The task: Within the data below, copy each line where the string "struct" is found.

** Opening Information block **

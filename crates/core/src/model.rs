//! Wire payloads exchanged with the fittrack backend.
//!
//! Field names follow the backend's camelCase JSON. Unknown fields are kept in
//! `extra` maps where the backend is known to grow its payloads, so a save
//! round-trips data this client does not model.

use chrono::{DateTime, NaiveDate, Utc};
use serde::{Deserialize, Serialize};
use serde_json::{Map, Value};

/// HTTP method of a dispatched request.
#[derive(Debug, Copy, Clone, PartialEq, Eq, Hash, Serialize, Deserialize)]
#[serde(rename_all = "UPPERCASE")]
pub enum HttpMethod {
    Get,
    Post,
    Put,
    Patch,
    Delete,
}

impl HttpMethod {
    pub fn as_str(&self) -> &'static str {
        match self {
            HttpMethod::Get => "GET",
            HttpMethod::Post => "POST",
            HttpMethod::Put => "PUT",
            HttpMethod::Patch => "PATCH",
            HttpMethod::Delete => "DELETE",
        }
    }
}

impl core::fmt::Display for HttpMethod {
    fn fmt(&self, f: &mut core::fmt::Formatter<'_>) -> core::fmt::Result {
        f.write_str(self.as_str())
    }
}

/// Caller-supplied options for one dispatched request.
///
/// Serialized verbatim into offline queue entries, so a replay reissues the
/// exact same call.
#[derive(Debug, Clone, PartialEq, Serialize, Deserialize)]
#[serde(rename_all = "camelCase")]
pub struct RequestOptions {
    pub method: HttpMethod,
    #[serde(default, skip_serializing_if = "Option::is_none")]
    pub body: Option<Value>,
    /// Whether an offline failure on the native host may be queued.
    #[serde(default = "default_true", skip_serializing)]
    pub queue_when_offline: bool,
}

fn default_true() -> bool {
    true
}

impl RequestOptions {
    pub fn new(method: HttpMethod) -> Self {
        Self {
            method,
            body: None,
            queue_when_offline: true,
        }
    }

    pub fn get() -> Self {
        Self::new(HttpMethod::Get)
    }

    pub fn delete() -> Self {
        Self::new(HttpMethod::Delete)
    }

    pub fn post(body: Value) -> Self {
        Self::new(HttpMethod::Post).with_body(body)
    }

    pub fn put(body: Value) -> Self {
        Self::new(HttpMethod::Put).with_body(body)
    }

    pub fn with_body(mut self, body: Value) -> Self {
        self.body = Some(body);
        self
    }

    /// Options for replaying a queued request: never re-queued on failure.
    pub fn replay(mut self) -> Self {
        self.queue_when_offline = false;
        self
    }
}

/// Authenticated user as returned by the backend.
#[derive(Debug, Clone, PartialEq, Serialize, Deserialize)]
#[serde(rename_all = "camelCase")]
pub struct User {
    pub id: String,
    pub email: String,
    #[serde(default, skip_serializing_if = "Option::is_none")]
    pub name: Option<String>,
    #[serde(default, skip_serializing_if = "Option::is_none")]
    pub role: Option<String>,
}

/// Response of `POST /auth/login` and `POST /auth/register`.
#[derive(Debug, Clone, PartialEq, Serialize, Deserialize)]
pub struct AuthResponse {
    pub token: String,
    pub user: User,
}

#[derive(Debug, Clone, PartialEq, Serialize, Deserialize)]
#[serde(rename_all = "camelCase")]
pub struct RegisterRequest {
    pub email: String,
    pub password: String,
    #[serde(default, skip_serializing_if = "Option::is_none")]
    pub name: Option<String>,
}

/// One exercise inside a workout.
#[derive(Debug, Clone, PartialEq, Serialize, Deserialize)]
#[serde(rename_all = "camelCase")]
pub struct Exercise {
    pub name: String,
    #[serde(default)]
    pub sets: u32,
    #[serde(default)]
    pub reps: u32,
    #[serde(default, skip_serializing_if = "Option::is_none")]
    pub weight_kg: Option<f64>,
}

#[derive(Debug, Clone, PartialEq, Serialize, Deserialize)]
#[serde(rename_all = "camelCase")]
pub struct Workout {
    #[serde(default, skip_serializing_if = "Option::is_none")]
    pub id: Option<String>,
    pub name: String,
    #[serde(default, skip_serializing_if = "Option::is_none")]
    pub performed_at: Option<DateTime<Utc>>,
    #[serde(default, skip_serializing_if = "Option::is_none")]
    pub duration_minutes: Option<u32>,
    #[serde(default)]
    pub exercises: Vec<Exercise>,
    #[serde(default, skip_serializing_if = "Option::is_none")]
    pub notes: Option<String>,
    #[serde(flatten)]
    pub extra: Map<String, Value>,
}

impl Workout {
    pub fn named(name: impl Into<String>) -> Self {
        Self {
            id: None,
            name: name.into(),
            performed_at: None,
            duration_minutes: None,
            exercises: Vec::new(),
            notes: None,
            extra: Map::new(),
        }
    }
}

/// Per-user preferences. Everything is optional; an empty object is valid.
#[derive(Debug, Clone, Default, PartialEq, Serialize, Deserialize)]
#[serde(rename_all = "camelCase")]
pub struct UserSettings {
    #[serde(default, skip_serializing_if = "Option::is_none")]
    pub units: Option<String>,
    #[serde(default, skip_serializing_if = "Option::is_none")]
    pub daily_calorie_goal: Option<u32>,
    #[serde(default, skip_serializing_if = "Option::is_none")]
    pub notifications_enabled: Option<bool>,
    #[serde(flatten)]
    pub extra: Map<String, Value>,
}

/// A nutrition log entry.
#[derive(Debug, Clone, PartialEq, Serialize, Deserialize)]
#[serde(rename_all = "camelCase")]
pub struct MacroEntry {
    #[serde(default, skip_serializing_if = "Option::is_none")]
    pub id: Option<String>,
    pub date: NaiveDate,
    #[serde(default, skip_serializing_if = "Option::is_none")]
    pub meal: Option<String>,
    pub calories: u32,
    pub protein_g: f64,
    pub carbs_g: f64,
    pub fat_g: f64,
}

** Closing Information block **

Task answer:
pub struct RequestOptions {
pub struct User {
pub struct AuthResponse {
pub struct RegisterRequest {
pub struct Exercise {
pub struct Workout {
pub struct UserSettings {
pub struct MacroEntry {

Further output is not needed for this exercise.